Rire, dire, et mouiller les drapeaux (White, Cendrars, Supervielle, Borges, Reyes & compagnie)

« Rien ne me réjouit davantage que le rire de Tchouang-tseu, cet Héraclite heureux, ce Rabelais raffiné.

Et devant à peu près tout ce qui se présente aujourd’hui comme « culture », « littérature », « art » je suis pris, moi-même, d’un rire irrépressible.

Comme, pour retrouver des Euro-Celtes, Blaise Cendrars (sa mère était d’origine écossaise) :

« Ma situation est très spéciale et difficile à tenir jusqu’au bout. Je suis libre.

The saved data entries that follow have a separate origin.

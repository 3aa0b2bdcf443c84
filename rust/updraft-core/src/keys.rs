//! Ed25519 keys, signatures, threshold verification, and encrypted key files.
//!
//! Private keys at rest are a PEM block tagged `UPDRAFT ENCRYPTED PRIVATE KEY`
//! whose contents are:
//!
//! ```text
//! version (1) | m_cost (4, BE) | t_cost (4, BE) | p_cost (4, BE) | salt (16) | nonce (12)
//! | ciphertext+tag
//! ```
//!
//! The AES-256-GCM key is derived from the passphrase with Argon2id using the
//! parameters recorded in the header. The header is bound as associated data.

use crate::error::{Result, TufError};
use crate::fsutil;
use crate::metadata::{Metadata, Role, RoleType, Root};
use aes_gcm::aead::{Aead, KeyInit, Payload};
use aes_gcm::{Aes256Gcm, Nonce};
use argon2::{Algorithm, Argon2, Params, Version};
use ed25519_dalek::{Signer, SigningKey, Verifier, VerifyingKey};
use rand::rngs::OsRng;
use rand::RngCore;
use serde::{Deserialize, Serialize};
use std::collections::BTreeSet;
use std::path::{Path, PathBuf};
use zeroize::Zeroizing;

pub const KEY_TYPE_ED25519: &str = "ed25519";
pub const PEM_TAG: &str = "UPDRAFT ENCRYPTED PRIVATE KEY";

const BLOB_VERSION: u8 = 1;
const SALT_LEN: usize = 16;
const NONCE_LEN: usize = 12;
const HEADER_LEN: usize = 1 + 12 + SALT_LEN + NONCE_LEN;
const SEED_LEN: usize = 32;
const TAG_LEN: usize = 16;
/// Upper bound on the memory cost accepted from a key file (1 GiB).
const MAX_M_COST_KIB: u32 = 1 << 20;

// =============================================================================
// Public Keys & Signatures
// =============================================================================

#[derive(Debug, Clone, PartialEq, Eq, Serialize, Deserialize)]
pub struct KeyVal {
    /// Hex-encoded 32-byte Ed25519 public key.
    pub public: String,
}

/// A public key as embedded in root metadata.
#[derive(Debug, Clone, PartialEq, Eq, Serialize, Deserialize)]
pub struct PublicKey {
    pub keytype: String,
    pub scheme: String,
    pub keyval: KeyVal,
}

impl PublicKey {
    pub fn ed25519(key: &VerifyingKey) -> Self {
        Self {
            keytype: KEY_TYPE_ED25519.to_string(),
            scheme: KEY_TYPE_ED25519.to_string(),
            keyval: KeyVal {
                public: hex::encode(key.to_bytes()),
            },
        }
    }

    /// Hex SHA-256 of the canonical JSON of this key.
    pub fn key_id(&self) -> String {
        // `Value` objects serialize with sorted keys and no whitespace.
        let canonical = serde_json::json!({
            "keytype": self.keytype,
            "scheme": self.scheme,
            "keyval": { "public": self.keyval.public },
        });
        fsutil::sha256_hex(canonical.to_string().as_bytes())
    }

    fn verifying_key(&self) -> Option<VerifyingKey> {
        if self.keytype != KEY_TYPE_ED25519 || self.scheme != KEY_TYPE_ED25519 {
            return None;
        }
        let bytes: [u8; 32] = hex::decode(&self.keyval.public).ok()?.try_into().ok()?;
        VerifyingKey::from_bytes(&bytes).ok()
    }
}

/// One signature over the canonical bytes of a signed payload.
#[derive(Debug, Clone, PartialEq, Eq, Serialize, Deserialize)]
pub struct Signature {
    pub keyid: String,
    /// Hex-encoded 64-byte Ed25519 signature.
    pub sig: String,
}

// =============================================================================
// Key Pairs
// =============================================================================

/// An Ed25519 signing key and its key id.
///
/// The secret half is zeroized on drop and never printed.
#[derive(Clone)]
pub struct KeyPair {
    key_id: String,
    signing_key: SigningKey,
}

impl std::fmt::Debug for KeyPair {
    fn fmt(&self, f: &mut std::fmt::Formatter<'_>) -> std::fmt::Result {
        f.debug_struct("KeyPair")
            .field("key_id", &self.key_id)
            .finish_non_exhaustive()
    }
}

impl KeyPair {
    pub fn generate() -> Self {
        Self::from_signing_key(SigningKey::generate(&mut OsRng))
    }

    fn from_signing_key(signing_key: SigningKey) -> Self {
        let key_id = PublicKey::ed25519(&signing_key.verifying_key()).key_id();
        Self {
            key_id,
            signing_key,
        }
    }

    pub fn key_id(&self) -> &str {
        &self.key_id
    }

    pub fn public_key(&self) -> PublicKey {
        PublicKey::ed25519(&self.signing_key.verifying_key())
    }
}

/// Sign `data` with `key`.
pub fn sign(data: &[u8], key: &KeyPair) -> Signature {
    let signature = key.signing_key.sign(data);
    Signature {
        keyid: key.key_id.clone(),
        sig: hex::encode(signature.to_bytes()),
    }
}

/// Check one signature. Malformed keys or signatures simply fail.
pub fn verify(data: &[u8], signature: &Signature, key: &PublicKey) -> bool {
    let Some(verifying_key) = key.verifying_key() else {
        return false;
    };
    let Some(bytes) = hex::decode(&signature.sig)
        .ok()
        .and_then(|b| <[u8; 64]>::try_from(b).ok())
    else {
        return false;
    };
    let signature = ed25519_dalek::Signature::from_bytes(&bytes);
    verifying_key.verify(data, &signature).is_ok()
}

// =============================================================================
// Threshold Verification
// =============================================================================

/// Count distinct authorized keys with valid signatures on `document` for
/// `role`, and fail unless the count meets the role threshold in `root`.
///
/// Returns the number of valid signatures.
pub fn verify_threshold<T: Role>(
    document: &Metadata<T>,
    role: RoleType,
    root: &Root,
) -> Result<u32> {
    let role_keys = root.role_keys(role).ok_or_else(|| {
        TufError::SignatureInvalid(format!("role '{}' is not defined in root", role))
    })?;
    let data = document.canonical_bytes()?;

    let mut valid = BTreeSet::new();
    for signature in &document.signatures {
        if valid.contains(signature.keyid.as_str())
            || !role_keys.keyids.iter().any(|id| *id == signature.keyid)
        {
            continue;
        }
        let Some(key) = root.key(&signature.keyid) else {
            continue;
        };
        if verify(&data, signature, key) {
            valid.insert(signature.keyid.as_str());
        }
    }

    let valid = valid.len() as u32;
    if valid < role_keys.threshold {
        return Err(TufError::ThresholdNotMet {
            role,
            required: role_keys.threshold,
            valid,
        });
    }
    Ok(valid)
}

/// Whether `document` carries enough valid signatures for its own role.
pub fn authentic<T: Role>(document: &Metadata<T>, root: &Root) -> bool {
    verify_threshold(document, T::TYPE, root).is_ok()
}

// =============================================================================
// Encrypted Private Keys
// =============================================================================

/// Argon2id cost parameters recorded in every key file.
#[derive(Debug, Clone, Copy, PartialEq, Eq)]
pub struct KdfParams {
    /// Memory cost in KiB.
    pub m_cost: u32,
    pub t_cost: u32,
    pub p_cost: u32,
}

impl Default for KdfParams {
    fn default() -> Self {
        Self {
            m_cost: 64 * 1024,
            t_cost: 3,
            p_cost: 1,
        }
    }
}

fn derive_key(passphrase: &str, salt: &[u8], kdf: &KdfParams) -> Result<Zeroizing<[u8; 32]>> {
    let params = Params::new(kdf.m_cost, kdf.t_cost, kdf.p_cost, Some(32))
        .map_err(|e| TufError::Decryption(format!("invalid KDF parameters: {}", e)))?;
    let mut key = Zeroizing::new([0u8; 32]);
    Argon2::new(Algorithm::Argon2id, Version::V0x13, params)
        .hash_password_into(passphrase.as_bytes(), salt, key.as_mut_slice())
        .map_err(|e| TufError::Decryption(format!("key derivation failed: {}", e)))?;
    Ok(key)
}

/// Export `key` as an encrypted PEM block using default KDF costs.
pub fn export_private(key: &KeyPair, passphrase: &str) -> Result<String> {
    export_private_with(key, passphrase, &KdfParams::default())
}

pub fn export_private_with(key: &KeyPair, passphrase: &str, kdf: &KdfParams) -> Result<String> {
    let mut salt = [0u8; SALT_LEN];
    let mut nonce = [0u8; NONCE_LEN];
    OsRng.fill_bytes(&mut salt);
    OsRng.fill_bytes(&mut nonce);

    let mut header = Vec::with_capacity(HEADER_LEN);
    header.push(BLOB_VERSION);
    header.extend_from_slice(&kdf.m_cost.to_be_bytes());
    header.extend_from_slice(&kdf.t_cost.to_be_bytes());
    header.extend_from_slice(&kdf.p_cost.to_be_bytes());
    header.extend_from_slice(&salt);
    header.extend_from_slice(&nonce);

    let aes_key = derive_key(passphrase, &salt, kdf)?;
    let cipher = Aes256Gcm::new_from_slice(aes_key.as_slice())
        .map_err(|e| TufError::Serialization(format!("cipher setup: {}", e)))?;
    let seed = Zeroizing::new(key.signing_key.to_bytes());
    let ciphertext = cipher
        .encrypt(
            Nonce::from_slice(&nonce),
            Payload {
                msg: seed.as_slice(),
                aad: &header,
            },
        )
        .map_err(|e| TufError::Serialization(format!("key encryption failed: {}", e)))?;

    let mut blob = header;
    blob.extend_from_slice(&ciphertext);
    Ok(pem::encode(&pem::Pem::new(PEM_TAG, blob)))
}
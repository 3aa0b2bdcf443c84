//! Error type shared by the `updraft` and `updraft-repo` binaries.

use updraft_core::{FetchError, TufError};

pub const EXIT_FAILURE: i32 = 1;
/// Exit code for rejected (tampered, stale, or inconsistent) data.
pub const EXIT_SECURITY: i32 = 2;

#[derive(Debug, thiserror::Error)]
pub enum CliError {
    #[error("config error: {0}")]
    Config(String),

    #[error("{0}")]
    Input(String),

    #[error(transparent)]
    Core(#[from] TufError),
}

impl From<FetchError> for CliError {
    fn from(e: FetchError) -> Self {
        CliError::Core(TufError::Network(e))
    }
}

impl CliError {
    pub fn exit_code(&self) -> i32 {
        match self {
            CliError::Core(e) if e.is_security_failure() => EXIT_SECURITY,
            _ => EXIT_FAILURE,
        }
    }
}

Je suis indépendant. Je n’appartiens à aucun pays, à aucune nation, à aucun milieu. J’aime le monde entier et je méprise le monde. Je m’entends bien, je le méprise au nom de la poésie en action, car les hommes sont par trop prosaïques. Des tas de gens me le rendent. J’éclate de rire ». »

Kenneth White, Écosse, le Pays derrière les noms (voir l’Institut de Géopoétique)

J’ai enregistré les deux premiers textes, celui de Supervielle puis celui de Borges dans ma traduction, à Paris tandis que l’un de mes fils jouait du piano dans la pièce d’à côté. Le troisième dans mon ermitage des Pyrénées.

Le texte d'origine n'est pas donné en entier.